• [Task brief]: Reproduce the entries exactly, beginning with the line containing "alias for sharding operations." and ending with their last line, both included.

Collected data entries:
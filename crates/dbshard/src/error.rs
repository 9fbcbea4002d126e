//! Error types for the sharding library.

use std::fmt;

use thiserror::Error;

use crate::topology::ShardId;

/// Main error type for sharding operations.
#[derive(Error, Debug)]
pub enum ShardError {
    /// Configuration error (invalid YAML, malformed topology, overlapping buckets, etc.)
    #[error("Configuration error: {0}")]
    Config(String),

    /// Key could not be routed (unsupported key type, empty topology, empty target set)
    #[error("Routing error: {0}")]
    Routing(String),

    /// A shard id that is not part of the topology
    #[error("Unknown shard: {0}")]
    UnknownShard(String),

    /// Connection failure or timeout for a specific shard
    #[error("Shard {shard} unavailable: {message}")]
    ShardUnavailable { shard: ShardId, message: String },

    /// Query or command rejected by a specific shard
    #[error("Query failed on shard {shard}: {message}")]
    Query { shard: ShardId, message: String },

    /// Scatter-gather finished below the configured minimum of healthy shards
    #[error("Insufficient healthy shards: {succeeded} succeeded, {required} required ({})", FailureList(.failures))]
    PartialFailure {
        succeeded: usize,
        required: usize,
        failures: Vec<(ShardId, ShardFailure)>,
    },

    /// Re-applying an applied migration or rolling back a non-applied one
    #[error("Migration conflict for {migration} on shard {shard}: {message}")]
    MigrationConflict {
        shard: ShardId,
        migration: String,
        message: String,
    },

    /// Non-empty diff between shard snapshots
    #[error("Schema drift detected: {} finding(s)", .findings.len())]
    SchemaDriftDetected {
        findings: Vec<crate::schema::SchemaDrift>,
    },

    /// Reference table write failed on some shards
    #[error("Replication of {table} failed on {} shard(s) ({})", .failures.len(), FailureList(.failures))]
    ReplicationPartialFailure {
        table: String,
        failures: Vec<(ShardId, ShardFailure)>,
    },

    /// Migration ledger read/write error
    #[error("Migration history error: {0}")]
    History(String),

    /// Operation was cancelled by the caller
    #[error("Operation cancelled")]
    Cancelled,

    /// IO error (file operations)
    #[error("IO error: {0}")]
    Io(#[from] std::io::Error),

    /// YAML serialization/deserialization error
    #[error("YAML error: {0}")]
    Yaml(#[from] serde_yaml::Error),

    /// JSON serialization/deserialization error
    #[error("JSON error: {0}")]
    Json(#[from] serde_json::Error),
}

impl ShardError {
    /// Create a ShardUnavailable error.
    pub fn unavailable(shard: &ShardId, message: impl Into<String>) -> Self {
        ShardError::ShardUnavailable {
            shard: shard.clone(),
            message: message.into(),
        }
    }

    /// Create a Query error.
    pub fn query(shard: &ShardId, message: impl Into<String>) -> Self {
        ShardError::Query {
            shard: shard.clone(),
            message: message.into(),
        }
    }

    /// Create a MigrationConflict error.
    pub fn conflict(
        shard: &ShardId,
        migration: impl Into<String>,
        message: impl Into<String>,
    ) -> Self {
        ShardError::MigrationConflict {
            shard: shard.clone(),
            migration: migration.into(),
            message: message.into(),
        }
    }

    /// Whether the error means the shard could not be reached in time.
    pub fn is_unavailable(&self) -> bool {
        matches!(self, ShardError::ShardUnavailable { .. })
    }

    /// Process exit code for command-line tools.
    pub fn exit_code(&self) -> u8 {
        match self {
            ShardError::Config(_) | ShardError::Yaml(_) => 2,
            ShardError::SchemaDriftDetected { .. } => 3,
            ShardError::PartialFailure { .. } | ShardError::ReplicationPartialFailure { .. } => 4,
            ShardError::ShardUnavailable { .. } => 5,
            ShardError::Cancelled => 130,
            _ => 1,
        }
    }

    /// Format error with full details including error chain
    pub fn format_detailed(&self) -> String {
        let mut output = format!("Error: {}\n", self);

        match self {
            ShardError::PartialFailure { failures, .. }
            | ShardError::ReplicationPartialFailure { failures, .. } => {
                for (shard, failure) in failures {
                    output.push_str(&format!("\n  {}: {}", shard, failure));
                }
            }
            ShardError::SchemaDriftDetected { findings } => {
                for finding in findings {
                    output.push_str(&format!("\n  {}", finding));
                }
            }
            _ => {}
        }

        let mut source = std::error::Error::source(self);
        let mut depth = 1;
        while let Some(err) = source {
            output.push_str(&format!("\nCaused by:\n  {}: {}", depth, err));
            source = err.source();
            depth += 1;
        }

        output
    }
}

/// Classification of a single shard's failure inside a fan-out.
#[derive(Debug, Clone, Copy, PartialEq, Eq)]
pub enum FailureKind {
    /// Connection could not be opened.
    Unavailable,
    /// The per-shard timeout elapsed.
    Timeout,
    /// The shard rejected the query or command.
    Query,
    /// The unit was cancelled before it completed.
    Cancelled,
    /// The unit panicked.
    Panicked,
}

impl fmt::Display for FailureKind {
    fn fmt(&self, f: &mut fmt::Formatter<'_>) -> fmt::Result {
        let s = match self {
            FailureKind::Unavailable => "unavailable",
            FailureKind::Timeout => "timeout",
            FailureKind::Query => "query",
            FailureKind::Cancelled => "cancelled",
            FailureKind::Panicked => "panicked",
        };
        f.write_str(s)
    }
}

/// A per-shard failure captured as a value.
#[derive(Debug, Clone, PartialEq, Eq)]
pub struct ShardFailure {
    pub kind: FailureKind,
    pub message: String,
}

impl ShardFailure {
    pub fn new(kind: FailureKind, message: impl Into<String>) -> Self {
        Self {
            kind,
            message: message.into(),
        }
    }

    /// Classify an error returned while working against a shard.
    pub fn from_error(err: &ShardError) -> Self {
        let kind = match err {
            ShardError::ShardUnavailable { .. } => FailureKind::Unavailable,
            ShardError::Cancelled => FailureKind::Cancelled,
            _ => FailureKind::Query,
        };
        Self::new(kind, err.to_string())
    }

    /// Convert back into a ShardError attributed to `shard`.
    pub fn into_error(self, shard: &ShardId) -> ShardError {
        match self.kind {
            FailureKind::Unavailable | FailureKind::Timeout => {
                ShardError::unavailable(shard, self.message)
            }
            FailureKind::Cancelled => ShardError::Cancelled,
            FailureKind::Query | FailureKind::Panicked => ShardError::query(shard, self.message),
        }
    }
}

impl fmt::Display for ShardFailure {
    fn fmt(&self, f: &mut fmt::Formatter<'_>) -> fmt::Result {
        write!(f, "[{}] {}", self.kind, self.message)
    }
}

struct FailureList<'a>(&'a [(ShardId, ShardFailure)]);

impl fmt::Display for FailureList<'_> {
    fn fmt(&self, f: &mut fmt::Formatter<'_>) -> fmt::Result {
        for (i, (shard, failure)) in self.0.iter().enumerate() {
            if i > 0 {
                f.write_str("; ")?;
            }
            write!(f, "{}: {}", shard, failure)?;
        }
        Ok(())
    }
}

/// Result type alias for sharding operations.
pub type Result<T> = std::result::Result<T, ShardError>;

• [Exercise answer]:
/// Result type alias for sharding operations.
pub type Result<T> = std::result::Result<T, ShardError>;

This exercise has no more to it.